There certainly is at least of streak of that in my view of this, but it's much more of my belief that I'd rather just see said benefits as part of direct comp. It's like getting an Amazon Gift Card for as a gift, when you could just give me cash... Just give me cash. I use our fitness and some other fringe benefits, but I feel the same way about those: Just don't and instead of just put the cost into my check.

Kid benefits also rub me the wrong way because the benefit is frequently huge and the world does not need more kids.

Canine Blues Arooo fucked around with this message at 01:39 on Apr 27, 2021

prom candy
Dec 16, 2005

Only I may dance
I like living in a country where parental leave is just the law because then I don't have to feel like I'm leaving part of my compensation on the table by not having kids.

That said I'm gonna need other people's kids to wipe my rear end when I'm old so I'm fine with anyone who wants to have them.

Cuntpunch
Oct 3, 2003

A monkey in a long line of kings

YanniRotten posted:

My company at least did a backflip and offered full-time, permanent remote as an option for many roles (and all of engineering) pretty early on in the pandemic.

It's a manager rubber-stamp now to change over, and easy enough for me since there aren't pay implications.

So I'm gonna take it and at least be able to do a cross country move one time in my life without having to deal with changing jobs too.

Seems very possible that the policy of being able to decide you're remote at a whim changes at some point but I think they'll have a hard time telling people they have to move back if they want to keep their jobs.
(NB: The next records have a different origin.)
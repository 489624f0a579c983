//! Planning service client module
//!
//! Provides the PlannerClient seam plus its HTTP implementation.

use std::sync::Arc;

use tracing::debug;

pub mod client;
mod error;
mod http;
pub mod wire;

pub use client::PlannerClient;
pub use error::ApiError;
pub use http::HttpPlannerClient;

use crate::config::ServiceConfig;

/// Create the planner client described by the service configuration
pub fn create_client(config: &ServiceConfig) -> Result<Arc<dyn PlannerClient>, ApiError> {
    debug!(base_url = %config.base_url, "create_client: called");
    Ok(Arc::new(HttpPlannerClient::from_config(config)?))
}
//! Interactive REPL for the trip planner
//!
//! Prompts for the trip form, shows the generated plan and then takes
//! follow-up questions, with slash commands for everything else.

mod session;

pub use session::PlannerRepl;

use eyre::{Context, Result};

use crate::api::create_client;
use crate::config::Config;
use crate::domain::TripForm;

/// Run the interactive REPL
///
/// This is the main entry point for `tp interactive`.
pub async fn run_interactive(config: &Config, initial_form: Option<TripForm>) -> Result<()> {
    let client = create_client(&config.service).context("Failed to create planner client")?;

    let mut session = PlannerRepl::new(client, config);
    session.run(initial_form).await
}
I'm wary of parts of it but I don't think I'll have to explicitly choose between my job and moving back here in three months.

I wish this was the case at my current position - every one of my colleagues is basically chomping at the bit to get back into the office ASAP - enough so that every time the corona restrictions relax at all - most of them flood back in, and some of them are still going in even with strict "Don't go to offices unless you absolutely have no other choice" rules in place.

In discussions with management about it, the attitude has tended to focus on how when some of the team isn't in office, they tend to get completely excluded from any sort of conversation or decision making processes (which is true) - or that it hinders ad-hoc communication (also true, since the team is full of people who refuse to use Slack, and instead use daily video-call standup as their one and only opportunity to communicate with each other, which means it stretches to 45 minutes most days while 2 people discuss esoteric things while 14 others pretend to not be on their phones).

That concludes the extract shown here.